***** Data for this task *****

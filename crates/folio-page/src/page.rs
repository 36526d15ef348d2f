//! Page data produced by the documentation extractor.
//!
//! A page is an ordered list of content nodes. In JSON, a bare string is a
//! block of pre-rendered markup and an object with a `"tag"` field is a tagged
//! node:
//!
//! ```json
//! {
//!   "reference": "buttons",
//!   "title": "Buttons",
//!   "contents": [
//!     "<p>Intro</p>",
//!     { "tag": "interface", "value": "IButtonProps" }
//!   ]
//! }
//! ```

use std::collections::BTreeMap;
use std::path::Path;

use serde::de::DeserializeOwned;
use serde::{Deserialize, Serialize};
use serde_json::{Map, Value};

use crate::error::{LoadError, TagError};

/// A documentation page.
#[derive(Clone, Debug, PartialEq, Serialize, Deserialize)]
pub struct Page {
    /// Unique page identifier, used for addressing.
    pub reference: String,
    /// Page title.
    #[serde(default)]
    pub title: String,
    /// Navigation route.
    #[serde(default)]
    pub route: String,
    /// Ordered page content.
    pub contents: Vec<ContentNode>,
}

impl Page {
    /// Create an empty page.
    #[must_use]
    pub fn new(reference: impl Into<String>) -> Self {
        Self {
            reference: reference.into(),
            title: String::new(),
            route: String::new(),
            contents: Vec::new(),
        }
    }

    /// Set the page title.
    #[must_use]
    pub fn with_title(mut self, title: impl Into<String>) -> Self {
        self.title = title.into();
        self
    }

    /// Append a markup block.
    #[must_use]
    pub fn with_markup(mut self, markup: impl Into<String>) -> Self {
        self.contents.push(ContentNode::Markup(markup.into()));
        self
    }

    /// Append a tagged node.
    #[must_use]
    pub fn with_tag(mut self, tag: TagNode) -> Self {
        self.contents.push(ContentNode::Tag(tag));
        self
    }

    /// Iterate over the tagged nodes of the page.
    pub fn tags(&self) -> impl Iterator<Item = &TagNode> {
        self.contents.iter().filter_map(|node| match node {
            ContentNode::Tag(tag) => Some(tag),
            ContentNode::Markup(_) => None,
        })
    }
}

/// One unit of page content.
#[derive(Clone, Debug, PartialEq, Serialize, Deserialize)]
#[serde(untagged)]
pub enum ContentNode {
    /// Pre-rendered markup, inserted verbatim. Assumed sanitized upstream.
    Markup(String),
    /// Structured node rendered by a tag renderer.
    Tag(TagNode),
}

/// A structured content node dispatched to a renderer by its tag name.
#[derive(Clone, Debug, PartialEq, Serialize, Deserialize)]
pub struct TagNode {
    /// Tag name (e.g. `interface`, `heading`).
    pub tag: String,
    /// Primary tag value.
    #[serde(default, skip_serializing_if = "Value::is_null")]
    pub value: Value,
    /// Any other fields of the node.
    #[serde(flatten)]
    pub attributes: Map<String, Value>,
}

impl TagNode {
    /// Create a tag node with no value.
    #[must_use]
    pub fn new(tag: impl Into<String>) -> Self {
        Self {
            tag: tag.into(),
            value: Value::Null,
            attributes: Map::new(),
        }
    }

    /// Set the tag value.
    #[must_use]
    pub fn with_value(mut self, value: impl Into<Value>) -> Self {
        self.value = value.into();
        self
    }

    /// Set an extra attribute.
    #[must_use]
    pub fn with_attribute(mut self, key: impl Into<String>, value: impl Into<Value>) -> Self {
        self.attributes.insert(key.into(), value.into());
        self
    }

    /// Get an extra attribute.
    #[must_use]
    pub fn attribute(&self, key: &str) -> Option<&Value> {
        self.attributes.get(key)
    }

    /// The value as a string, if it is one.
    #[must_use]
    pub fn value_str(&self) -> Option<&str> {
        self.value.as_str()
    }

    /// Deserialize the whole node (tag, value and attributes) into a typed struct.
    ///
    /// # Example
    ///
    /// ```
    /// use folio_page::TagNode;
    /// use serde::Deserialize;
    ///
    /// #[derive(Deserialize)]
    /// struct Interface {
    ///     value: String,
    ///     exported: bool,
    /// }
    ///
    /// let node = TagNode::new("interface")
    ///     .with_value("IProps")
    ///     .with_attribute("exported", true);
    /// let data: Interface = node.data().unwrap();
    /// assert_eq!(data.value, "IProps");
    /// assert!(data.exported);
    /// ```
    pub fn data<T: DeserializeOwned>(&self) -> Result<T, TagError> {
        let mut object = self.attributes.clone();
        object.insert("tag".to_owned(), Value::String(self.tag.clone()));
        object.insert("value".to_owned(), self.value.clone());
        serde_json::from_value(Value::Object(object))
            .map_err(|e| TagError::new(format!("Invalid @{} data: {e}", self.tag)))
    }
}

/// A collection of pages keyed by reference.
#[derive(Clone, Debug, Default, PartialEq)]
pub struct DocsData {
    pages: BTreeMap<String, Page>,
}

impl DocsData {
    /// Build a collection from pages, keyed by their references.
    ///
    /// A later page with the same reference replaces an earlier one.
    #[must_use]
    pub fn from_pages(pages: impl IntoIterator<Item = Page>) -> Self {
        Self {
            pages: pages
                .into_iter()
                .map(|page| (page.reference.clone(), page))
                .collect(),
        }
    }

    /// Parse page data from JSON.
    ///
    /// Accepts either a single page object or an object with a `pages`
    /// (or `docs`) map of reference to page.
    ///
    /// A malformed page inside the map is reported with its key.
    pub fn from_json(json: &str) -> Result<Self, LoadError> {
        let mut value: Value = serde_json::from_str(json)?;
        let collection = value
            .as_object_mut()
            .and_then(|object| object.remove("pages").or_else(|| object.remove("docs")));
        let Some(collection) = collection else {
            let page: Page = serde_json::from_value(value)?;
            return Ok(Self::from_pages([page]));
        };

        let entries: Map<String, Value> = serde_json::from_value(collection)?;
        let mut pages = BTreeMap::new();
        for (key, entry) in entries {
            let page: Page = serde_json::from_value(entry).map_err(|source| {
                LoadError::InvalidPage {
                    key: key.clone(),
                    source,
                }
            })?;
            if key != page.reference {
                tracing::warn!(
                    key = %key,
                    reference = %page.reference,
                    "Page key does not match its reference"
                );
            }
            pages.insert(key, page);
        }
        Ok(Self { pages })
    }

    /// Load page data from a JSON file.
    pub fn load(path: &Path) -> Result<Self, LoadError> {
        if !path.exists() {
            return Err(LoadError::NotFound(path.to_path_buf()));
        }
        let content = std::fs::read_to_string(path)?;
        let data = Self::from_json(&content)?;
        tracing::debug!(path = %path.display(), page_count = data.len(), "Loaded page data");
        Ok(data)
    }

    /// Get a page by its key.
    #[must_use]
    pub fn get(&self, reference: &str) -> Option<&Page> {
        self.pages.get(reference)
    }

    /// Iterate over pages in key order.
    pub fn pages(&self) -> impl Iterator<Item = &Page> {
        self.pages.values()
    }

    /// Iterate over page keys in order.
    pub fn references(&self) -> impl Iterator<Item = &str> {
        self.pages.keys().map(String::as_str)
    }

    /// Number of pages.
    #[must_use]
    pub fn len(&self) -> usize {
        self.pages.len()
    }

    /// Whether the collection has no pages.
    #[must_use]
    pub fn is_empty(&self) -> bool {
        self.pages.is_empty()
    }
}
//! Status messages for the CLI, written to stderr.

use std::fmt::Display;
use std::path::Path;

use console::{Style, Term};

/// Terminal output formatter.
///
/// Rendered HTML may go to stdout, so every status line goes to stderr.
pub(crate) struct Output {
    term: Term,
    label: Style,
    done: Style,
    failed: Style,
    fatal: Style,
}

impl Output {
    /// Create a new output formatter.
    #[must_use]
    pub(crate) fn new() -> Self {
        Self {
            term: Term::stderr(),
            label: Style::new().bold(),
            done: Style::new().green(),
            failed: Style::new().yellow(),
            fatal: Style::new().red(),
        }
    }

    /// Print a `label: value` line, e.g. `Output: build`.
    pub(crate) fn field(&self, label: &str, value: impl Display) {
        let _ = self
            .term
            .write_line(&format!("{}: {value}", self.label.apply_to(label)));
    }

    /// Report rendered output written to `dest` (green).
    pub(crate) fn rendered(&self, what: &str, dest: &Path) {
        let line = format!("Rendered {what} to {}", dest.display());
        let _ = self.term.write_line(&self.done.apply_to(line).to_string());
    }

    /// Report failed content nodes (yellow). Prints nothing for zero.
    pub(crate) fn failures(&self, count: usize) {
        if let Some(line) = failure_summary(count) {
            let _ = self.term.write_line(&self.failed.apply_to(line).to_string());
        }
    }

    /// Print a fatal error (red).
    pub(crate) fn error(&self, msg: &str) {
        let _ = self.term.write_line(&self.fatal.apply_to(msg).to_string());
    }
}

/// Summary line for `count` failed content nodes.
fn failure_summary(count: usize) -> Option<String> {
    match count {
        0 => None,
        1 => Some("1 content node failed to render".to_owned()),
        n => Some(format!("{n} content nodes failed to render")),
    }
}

*****
***** Data for this task *****

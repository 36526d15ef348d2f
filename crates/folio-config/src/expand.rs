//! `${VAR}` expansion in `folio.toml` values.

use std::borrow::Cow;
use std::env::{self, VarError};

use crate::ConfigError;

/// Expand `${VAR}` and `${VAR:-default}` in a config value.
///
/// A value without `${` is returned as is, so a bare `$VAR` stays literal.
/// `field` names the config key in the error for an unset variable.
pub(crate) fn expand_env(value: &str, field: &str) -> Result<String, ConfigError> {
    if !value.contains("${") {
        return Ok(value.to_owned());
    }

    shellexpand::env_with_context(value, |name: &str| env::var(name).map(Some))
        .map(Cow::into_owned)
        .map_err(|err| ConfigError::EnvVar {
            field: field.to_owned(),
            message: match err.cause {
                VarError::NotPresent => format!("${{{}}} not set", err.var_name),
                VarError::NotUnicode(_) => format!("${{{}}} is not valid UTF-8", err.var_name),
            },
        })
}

*****

**Exercise description**. Go through the records. Copy each line where "usize" appears.

**Solution to this exercise**.
    pub fn len(&self) -> usize {
    pub(crate) fn failures(&self, count: usize) {
fn failure_summary(count: usize) -> Option<String> {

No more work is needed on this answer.